Saved entries:
>>>

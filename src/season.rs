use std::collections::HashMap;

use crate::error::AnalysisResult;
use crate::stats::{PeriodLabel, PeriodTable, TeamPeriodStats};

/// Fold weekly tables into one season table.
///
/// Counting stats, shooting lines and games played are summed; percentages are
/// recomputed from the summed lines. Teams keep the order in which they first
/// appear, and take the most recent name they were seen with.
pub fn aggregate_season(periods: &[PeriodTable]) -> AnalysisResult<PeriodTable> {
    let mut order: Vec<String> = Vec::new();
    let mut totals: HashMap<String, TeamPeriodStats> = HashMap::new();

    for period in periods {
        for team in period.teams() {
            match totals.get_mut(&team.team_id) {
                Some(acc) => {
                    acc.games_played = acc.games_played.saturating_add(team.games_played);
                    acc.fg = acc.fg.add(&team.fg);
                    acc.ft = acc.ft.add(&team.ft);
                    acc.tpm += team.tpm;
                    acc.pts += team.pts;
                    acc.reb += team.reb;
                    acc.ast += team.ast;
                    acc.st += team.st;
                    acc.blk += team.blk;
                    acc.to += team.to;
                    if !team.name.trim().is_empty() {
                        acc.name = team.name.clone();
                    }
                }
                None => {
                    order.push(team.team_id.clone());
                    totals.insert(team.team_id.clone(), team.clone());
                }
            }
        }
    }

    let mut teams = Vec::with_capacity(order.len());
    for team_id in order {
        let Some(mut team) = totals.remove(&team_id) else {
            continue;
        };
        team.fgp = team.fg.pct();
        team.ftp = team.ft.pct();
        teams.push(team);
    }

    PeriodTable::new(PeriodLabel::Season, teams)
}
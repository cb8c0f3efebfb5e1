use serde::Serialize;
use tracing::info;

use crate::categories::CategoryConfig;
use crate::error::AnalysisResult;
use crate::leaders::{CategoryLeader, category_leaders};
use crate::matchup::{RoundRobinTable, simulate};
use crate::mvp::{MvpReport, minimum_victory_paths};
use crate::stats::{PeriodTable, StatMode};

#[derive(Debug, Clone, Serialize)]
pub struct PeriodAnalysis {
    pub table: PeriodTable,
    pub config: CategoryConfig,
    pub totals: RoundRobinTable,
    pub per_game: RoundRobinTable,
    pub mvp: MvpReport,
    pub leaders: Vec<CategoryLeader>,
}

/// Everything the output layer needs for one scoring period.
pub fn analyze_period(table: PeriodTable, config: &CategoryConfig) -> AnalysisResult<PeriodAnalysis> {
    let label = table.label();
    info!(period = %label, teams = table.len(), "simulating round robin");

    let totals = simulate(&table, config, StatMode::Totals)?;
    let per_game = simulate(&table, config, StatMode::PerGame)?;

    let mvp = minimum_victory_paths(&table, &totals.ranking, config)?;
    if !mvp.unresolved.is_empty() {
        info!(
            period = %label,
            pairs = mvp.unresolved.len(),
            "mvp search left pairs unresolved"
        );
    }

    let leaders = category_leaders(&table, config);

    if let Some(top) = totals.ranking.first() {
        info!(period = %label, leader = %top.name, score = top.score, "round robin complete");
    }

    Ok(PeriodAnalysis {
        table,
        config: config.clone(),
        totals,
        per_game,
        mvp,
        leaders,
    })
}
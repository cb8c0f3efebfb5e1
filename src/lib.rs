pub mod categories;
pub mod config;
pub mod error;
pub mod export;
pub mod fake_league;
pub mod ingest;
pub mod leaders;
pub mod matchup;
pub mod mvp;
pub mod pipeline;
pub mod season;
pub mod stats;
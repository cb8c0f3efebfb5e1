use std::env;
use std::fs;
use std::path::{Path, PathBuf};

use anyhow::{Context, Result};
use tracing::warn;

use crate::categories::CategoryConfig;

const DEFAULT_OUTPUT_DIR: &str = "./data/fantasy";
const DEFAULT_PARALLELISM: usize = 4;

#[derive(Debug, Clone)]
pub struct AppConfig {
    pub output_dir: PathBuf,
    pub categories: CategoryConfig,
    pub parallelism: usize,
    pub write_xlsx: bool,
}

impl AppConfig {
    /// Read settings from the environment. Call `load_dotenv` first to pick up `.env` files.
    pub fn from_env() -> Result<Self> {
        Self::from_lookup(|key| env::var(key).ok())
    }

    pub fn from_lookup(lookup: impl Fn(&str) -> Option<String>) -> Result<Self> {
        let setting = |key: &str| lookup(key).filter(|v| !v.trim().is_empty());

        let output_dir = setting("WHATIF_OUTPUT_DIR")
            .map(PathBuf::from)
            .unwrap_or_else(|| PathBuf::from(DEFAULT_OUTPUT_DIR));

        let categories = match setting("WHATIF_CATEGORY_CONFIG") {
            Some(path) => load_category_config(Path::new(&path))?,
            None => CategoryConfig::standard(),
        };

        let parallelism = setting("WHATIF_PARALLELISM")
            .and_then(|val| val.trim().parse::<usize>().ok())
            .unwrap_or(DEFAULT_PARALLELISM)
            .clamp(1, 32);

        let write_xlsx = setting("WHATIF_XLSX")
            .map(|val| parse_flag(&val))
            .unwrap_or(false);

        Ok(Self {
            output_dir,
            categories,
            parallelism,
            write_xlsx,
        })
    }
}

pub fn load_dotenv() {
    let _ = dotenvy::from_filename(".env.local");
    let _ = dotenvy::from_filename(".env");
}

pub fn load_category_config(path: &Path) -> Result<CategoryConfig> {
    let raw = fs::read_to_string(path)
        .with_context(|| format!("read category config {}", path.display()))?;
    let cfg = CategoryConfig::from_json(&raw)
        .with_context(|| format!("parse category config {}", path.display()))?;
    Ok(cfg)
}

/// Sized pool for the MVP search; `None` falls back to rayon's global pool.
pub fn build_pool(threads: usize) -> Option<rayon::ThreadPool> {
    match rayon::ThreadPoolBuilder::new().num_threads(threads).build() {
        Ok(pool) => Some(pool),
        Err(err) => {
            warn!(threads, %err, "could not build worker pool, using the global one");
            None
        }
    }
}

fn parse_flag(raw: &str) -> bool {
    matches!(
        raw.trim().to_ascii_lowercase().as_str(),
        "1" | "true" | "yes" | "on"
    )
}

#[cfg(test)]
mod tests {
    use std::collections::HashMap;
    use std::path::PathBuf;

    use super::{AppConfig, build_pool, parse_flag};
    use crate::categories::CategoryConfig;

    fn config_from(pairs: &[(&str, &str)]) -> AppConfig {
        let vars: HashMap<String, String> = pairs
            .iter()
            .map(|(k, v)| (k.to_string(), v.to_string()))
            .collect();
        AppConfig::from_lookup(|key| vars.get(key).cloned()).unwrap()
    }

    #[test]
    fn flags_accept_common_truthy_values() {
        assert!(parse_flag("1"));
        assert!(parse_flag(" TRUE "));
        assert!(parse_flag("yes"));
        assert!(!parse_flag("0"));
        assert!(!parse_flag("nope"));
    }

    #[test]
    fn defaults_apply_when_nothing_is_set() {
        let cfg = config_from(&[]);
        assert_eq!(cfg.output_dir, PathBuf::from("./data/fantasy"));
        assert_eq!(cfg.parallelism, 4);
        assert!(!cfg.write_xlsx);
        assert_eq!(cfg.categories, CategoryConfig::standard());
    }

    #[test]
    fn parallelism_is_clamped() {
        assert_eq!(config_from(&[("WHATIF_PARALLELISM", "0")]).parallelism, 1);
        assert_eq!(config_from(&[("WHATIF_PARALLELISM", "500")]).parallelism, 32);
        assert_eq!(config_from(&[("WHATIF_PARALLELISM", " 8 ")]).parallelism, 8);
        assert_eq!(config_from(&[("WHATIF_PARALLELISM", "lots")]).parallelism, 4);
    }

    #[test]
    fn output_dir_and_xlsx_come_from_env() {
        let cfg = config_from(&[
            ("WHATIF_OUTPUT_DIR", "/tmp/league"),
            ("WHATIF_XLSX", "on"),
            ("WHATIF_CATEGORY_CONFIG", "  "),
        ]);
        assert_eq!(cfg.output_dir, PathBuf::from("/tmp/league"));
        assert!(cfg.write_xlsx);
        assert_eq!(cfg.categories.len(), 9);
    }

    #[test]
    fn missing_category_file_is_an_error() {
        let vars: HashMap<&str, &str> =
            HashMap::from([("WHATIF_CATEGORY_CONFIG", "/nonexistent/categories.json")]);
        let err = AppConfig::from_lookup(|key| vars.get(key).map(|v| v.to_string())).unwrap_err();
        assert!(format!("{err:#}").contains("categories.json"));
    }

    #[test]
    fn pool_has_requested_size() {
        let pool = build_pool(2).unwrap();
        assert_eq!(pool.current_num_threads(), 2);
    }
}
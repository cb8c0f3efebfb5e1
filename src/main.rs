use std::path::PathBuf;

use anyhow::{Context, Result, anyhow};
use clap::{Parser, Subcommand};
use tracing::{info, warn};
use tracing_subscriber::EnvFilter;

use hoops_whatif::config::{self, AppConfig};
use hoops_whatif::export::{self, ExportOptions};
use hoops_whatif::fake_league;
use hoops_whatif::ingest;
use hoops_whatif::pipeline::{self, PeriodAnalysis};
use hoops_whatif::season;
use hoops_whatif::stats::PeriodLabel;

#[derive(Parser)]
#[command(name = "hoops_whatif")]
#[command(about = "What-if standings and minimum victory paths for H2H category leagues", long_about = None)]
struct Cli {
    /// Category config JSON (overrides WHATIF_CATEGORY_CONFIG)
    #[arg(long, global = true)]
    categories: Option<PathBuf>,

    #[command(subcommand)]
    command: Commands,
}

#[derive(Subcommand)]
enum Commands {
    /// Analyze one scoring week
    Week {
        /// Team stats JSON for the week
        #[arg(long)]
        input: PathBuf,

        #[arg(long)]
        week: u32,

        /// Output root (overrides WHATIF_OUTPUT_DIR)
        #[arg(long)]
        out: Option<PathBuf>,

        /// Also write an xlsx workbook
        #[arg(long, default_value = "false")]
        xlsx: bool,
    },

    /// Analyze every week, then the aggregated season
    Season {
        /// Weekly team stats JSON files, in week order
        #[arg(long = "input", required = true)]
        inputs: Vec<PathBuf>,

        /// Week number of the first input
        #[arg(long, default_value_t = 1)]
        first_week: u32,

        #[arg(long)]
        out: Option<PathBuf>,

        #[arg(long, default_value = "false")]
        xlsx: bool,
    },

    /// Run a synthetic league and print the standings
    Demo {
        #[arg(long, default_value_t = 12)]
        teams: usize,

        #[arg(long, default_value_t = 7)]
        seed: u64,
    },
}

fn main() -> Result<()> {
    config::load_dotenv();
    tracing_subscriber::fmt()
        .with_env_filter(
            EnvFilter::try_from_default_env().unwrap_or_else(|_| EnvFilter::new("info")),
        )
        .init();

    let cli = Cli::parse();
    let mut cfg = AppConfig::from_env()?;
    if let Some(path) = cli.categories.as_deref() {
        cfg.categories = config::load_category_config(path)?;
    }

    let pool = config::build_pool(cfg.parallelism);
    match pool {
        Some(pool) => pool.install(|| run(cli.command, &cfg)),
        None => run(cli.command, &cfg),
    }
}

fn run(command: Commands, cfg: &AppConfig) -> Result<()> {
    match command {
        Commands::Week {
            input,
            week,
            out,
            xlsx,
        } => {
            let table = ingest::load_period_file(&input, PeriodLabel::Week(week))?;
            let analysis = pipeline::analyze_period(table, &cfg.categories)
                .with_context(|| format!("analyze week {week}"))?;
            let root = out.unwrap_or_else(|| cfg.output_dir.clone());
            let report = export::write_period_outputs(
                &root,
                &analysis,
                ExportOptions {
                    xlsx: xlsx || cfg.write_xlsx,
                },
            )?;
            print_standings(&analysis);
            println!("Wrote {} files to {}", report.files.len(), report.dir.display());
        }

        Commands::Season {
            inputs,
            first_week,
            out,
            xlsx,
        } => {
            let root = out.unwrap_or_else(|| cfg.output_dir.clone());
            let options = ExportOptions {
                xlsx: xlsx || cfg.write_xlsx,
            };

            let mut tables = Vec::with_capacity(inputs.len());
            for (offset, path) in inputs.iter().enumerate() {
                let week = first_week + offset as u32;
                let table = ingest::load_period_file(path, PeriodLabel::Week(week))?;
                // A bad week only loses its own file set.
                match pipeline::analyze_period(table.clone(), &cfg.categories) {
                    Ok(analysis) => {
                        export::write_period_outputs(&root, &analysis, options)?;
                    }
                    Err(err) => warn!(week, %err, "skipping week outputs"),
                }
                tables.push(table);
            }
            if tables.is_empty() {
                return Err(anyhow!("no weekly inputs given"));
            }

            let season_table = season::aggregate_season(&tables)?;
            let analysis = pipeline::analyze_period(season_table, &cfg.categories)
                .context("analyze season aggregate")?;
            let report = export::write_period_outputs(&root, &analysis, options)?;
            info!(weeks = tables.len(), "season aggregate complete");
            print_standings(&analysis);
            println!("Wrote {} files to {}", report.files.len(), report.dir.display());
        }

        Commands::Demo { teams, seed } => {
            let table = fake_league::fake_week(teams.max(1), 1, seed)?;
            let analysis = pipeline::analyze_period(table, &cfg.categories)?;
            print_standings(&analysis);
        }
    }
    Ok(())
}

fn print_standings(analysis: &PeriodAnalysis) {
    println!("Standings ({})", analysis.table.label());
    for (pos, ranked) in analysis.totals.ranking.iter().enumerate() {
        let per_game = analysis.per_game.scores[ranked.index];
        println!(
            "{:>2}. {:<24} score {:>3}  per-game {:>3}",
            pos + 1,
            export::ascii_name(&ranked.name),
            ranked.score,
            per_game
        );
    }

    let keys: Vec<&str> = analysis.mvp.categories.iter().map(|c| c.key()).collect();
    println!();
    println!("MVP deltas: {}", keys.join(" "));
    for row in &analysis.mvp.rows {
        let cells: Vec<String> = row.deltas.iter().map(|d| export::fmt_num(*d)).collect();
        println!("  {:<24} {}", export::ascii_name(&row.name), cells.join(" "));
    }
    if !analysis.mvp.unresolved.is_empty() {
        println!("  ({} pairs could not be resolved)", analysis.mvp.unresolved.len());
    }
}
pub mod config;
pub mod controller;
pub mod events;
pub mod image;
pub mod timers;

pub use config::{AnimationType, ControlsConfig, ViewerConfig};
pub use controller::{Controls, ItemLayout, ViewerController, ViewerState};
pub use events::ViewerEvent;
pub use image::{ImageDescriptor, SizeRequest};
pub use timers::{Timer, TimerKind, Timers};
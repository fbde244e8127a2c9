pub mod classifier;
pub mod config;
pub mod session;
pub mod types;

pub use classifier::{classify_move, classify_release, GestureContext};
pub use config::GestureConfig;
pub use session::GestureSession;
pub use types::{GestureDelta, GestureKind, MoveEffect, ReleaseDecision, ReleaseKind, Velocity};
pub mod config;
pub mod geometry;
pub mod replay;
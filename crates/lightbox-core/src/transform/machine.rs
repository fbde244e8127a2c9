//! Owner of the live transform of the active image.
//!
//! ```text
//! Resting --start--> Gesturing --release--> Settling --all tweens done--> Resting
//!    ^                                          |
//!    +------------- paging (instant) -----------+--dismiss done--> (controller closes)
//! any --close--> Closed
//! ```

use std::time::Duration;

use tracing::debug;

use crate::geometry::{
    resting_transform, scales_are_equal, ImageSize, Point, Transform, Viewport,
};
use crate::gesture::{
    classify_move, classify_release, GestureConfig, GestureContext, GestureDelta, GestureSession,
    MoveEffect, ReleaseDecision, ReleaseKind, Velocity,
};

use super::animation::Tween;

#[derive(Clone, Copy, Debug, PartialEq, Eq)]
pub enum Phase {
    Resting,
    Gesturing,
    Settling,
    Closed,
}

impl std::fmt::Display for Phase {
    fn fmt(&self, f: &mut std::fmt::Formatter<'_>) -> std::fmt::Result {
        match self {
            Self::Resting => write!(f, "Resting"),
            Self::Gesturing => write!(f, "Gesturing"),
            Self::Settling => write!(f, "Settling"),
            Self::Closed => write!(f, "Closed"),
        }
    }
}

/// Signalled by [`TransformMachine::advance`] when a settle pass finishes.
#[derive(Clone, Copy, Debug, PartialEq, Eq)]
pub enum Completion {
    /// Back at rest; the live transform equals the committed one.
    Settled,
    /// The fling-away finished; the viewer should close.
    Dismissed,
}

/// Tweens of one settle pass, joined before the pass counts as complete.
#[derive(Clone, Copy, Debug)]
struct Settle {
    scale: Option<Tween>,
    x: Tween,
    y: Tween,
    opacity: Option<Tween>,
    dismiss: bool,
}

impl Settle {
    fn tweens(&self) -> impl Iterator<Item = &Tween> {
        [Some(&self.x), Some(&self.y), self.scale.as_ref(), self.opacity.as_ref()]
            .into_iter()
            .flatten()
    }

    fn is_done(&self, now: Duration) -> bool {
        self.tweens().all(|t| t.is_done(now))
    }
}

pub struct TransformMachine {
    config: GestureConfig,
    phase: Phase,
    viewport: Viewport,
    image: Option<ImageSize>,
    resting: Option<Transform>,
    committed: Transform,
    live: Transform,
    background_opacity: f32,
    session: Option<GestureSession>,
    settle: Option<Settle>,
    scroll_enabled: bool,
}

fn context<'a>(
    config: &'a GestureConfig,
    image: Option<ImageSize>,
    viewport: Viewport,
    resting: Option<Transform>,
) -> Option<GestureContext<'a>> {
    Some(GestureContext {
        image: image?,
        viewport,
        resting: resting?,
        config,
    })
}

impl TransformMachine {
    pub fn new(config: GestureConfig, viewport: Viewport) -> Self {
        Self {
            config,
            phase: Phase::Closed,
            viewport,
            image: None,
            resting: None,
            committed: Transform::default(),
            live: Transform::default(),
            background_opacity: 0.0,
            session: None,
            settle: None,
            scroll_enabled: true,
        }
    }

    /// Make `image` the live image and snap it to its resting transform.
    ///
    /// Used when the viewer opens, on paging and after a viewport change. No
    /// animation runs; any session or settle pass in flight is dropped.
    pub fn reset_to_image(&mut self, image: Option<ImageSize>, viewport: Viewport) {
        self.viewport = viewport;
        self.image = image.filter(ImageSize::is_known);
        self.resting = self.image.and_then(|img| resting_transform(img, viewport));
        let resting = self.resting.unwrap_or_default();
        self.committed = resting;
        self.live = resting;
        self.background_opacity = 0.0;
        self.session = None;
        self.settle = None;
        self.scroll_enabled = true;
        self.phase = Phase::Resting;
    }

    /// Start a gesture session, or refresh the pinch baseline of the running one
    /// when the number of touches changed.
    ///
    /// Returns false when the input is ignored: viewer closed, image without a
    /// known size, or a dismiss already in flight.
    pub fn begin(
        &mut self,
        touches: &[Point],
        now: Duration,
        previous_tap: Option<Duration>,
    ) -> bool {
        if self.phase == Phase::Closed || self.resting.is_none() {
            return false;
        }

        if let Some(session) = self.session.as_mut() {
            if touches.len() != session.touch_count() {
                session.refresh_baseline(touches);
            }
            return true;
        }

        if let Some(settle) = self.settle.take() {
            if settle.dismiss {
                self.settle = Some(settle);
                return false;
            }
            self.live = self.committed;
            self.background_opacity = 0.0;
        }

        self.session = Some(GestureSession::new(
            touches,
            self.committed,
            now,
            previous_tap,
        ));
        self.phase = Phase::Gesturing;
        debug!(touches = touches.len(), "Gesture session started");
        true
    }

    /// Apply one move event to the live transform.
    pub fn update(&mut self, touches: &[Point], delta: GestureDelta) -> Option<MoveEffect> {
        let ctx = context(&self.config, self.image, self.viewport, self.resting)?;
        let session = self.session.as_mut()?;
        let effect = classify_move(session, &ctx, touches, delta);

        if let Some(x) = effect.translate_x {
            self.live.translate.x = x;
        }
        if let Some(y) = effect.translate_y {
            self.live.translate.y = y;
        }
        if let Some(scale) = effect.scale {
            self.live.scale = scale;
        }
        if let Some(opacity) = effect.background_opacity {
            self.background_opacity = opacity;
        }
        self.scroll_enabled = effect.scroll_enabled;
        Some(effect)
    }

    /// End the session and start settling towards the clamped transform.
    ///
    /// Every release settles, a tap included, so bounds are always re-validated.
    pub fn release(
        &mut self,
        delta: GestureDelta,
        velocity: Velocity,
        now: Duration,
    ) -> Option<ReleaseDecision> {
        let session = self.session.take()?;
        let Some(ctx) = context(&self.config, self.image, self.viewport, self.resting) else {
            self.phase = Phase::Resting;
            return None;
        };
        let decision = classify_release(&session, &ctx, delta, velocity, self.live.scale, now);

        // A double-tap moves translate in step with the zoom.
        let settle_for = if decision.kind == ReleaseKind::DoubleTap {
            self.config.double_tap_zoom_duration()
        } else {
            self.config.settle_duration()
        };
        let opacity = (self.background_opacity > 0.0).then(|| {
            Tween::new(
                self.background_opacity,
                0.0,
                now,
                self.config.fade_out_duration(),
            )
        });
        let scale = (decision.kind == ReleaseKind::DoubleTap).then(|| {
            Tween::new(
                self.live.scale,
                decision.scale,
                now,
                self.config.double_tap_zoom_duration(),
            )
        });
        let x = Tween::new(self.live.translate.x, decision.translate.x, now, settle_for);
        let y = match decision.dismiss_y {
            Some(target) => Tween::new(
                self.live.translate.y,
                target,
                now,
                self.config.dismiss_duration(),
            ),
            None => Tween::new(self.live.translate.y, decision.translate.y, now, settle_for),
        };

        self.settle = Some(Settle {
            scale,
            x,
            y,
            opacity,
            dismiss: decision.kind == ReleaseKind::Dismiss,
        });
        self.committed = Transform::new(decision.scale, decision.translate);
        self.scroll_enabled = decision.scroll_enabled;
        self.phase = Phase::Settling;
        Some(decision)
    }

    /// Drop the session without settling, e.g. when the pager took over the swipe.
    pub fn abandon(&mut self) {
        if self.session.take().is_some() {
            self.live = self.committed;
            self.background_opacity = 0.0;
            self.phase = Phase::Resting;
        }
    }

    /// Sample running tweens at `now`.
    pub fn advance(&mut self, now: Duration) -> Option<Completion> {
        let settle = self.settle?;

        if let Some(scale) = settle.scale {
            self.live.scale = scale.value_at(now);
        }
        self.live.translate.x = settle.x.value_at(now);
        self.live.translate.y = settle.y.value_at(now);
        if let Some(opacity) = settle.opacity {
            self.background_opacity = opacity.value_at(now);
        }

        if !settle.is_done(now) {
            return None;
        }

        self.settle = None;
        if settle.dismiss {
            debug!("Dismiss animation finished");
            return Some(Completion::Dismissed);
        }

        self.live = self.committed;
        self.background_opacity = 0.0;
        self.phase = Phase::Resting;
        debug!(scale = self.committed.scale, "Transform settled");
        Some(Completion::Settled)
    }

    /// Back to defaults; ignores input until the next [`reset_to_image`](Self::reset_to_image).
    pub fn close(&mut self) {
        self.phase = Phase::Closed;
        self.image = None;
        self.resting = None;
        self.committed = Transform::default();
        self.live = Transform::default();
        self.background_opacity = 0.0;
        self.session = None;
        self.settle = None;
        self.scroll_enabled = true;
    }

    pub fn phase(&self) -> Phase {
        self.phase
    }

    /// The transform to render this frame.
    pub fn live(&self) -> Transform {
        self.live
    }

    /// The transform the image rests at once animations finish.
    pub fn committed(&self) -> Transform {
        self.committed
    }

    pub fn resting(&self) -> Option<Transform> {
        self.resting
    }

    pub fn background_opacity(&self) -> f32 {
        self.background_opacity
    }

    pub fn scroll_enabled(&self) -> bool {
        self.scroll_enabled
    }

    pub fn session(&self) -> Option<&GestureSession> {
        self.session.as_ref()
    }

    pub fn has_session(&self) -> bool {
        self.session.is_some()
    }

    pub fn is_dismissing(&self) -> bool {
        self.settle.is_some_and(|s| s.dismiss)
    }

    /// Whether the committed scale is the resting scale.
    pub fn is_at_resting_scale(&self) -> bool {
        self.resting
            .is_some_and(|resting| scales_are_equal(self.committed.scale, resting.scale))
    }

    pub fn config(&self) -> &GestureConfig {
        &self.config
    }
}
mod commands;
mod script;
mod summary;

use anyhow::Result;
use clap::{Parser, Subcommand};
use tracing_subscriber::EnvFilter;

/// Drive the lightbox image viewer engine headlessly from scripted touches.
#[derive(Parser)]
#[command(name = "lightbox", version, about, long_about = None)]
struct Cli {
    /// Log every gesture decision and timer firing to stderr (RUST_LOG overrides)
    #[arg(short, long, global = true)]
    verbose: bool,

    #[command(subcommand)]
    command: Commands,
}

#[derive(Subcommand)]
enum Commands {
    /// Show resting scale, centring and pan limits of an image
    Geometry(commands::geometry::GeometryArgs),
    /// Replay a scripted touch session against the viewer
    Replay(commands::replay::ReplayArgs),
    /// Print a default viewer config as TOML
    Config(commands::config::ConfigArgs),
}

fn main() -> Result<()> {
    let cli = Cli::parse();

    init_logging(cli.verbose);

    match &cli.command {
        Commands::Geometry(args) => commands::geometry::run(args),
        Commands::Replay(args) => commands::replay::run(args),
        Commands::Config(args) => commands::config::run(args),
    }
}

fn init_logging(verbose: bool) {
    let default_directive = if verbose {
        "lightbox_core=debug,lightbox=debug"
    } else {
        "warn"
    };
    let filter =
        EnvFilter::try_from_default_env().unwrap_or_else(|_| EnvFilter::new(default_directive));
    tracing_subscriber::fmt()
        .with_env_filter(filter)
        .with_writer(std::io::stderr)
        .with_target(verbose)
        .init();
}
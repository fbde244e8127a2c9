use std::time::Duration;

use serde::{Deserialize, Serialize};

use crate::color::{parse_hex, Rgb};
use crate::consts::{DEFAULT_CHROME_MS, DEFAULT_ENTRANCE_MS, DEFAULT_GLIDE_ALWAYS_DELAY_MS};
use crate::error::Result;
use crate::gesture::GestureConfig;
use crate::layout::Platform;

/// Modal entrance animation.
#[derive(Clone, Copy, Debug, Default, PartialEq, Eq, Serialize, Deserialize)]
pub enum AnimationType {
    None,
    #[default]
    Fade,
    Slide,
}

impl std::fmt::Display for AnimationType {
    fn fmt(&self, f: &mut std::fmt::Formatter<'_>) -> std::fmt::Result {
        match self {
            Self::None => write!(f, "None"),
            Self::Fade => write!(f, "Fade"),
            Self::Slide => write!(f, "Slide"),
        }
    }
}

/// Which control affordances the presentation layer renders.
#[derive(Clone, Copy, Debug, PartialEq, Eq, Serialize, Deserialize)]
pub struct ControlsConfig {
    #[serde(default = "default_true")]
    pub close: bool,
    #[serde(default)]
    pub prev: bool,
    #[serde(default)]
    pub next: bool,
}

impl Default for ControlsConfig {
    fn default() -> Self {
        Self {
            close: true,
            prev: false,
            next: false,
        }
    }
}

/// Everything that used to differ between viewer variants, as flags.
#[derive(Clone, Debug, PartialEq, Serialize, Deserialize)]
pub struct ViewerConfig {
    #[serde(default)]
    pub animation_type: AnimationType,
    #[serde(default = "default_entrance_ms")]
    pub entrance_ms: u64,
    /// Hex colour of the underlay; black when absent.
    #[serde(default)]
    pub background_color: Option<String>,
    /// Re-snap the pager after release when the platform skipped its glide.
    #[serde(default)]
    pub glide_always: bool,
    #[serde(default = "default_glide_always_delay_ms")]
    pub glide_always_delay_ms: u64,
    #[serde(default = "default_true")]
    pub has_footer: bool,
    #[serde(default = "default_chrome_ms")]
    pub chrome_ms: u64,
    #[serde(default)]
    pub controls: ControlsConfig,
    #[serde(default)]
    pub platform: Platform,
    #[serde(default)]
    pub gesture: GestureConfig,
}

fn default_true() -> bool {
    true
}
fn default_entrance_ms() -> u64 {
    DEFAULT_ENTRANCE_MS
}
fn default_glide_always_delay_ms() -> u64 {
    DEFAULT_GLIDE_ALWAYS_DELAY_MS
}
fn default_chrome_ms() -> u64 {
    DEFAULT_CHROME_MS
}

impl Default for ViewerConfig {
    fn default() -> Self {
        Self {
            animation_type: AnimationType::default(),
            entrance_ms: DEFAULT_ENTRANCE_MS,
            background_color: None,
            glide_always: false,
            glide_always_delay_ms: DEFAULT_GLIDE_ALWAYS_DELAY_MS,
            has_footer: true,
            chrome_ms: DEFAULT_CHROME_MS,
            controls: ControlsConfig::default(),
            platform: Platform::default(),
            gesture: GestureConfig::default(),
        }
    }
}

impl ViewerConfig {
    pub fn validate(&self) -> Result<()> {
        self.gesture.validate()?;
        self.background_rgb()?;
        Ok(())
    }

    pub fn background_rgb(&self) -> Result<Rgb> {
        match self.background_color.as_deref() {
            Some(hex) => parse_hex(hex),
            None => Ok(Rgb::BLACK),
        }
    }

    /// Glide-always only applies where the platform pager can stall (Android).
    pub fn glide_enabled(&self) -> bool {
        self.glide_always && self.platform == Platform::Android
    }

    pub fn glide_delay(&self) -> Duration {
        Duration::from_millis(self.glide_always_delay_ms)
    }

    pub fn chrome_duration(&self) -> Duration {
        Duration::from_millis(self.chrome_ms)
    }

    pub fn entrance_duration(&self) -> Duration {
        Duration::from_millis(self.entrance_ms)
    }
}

<<<

**ACTIVITY**
Please copy each line of the entries in which the word "impl" shows up.

**ANSWER BOX**
impl AppConfig {
    pub fn from_lookup(lookup: impl Fn(&str) -> Option<String>) -> Result<Self> {
impl std::fmt::Display for Phase {
impl Settle {
    fn tweens(&self) -> impl Iterator<Item = &Tween> {
impl TransformMachine {
impl std::fmt::Display for AnimationType {
impl Default for ControlsConfig {
impl Default for ViewerConfig {
impl ViewerConfig {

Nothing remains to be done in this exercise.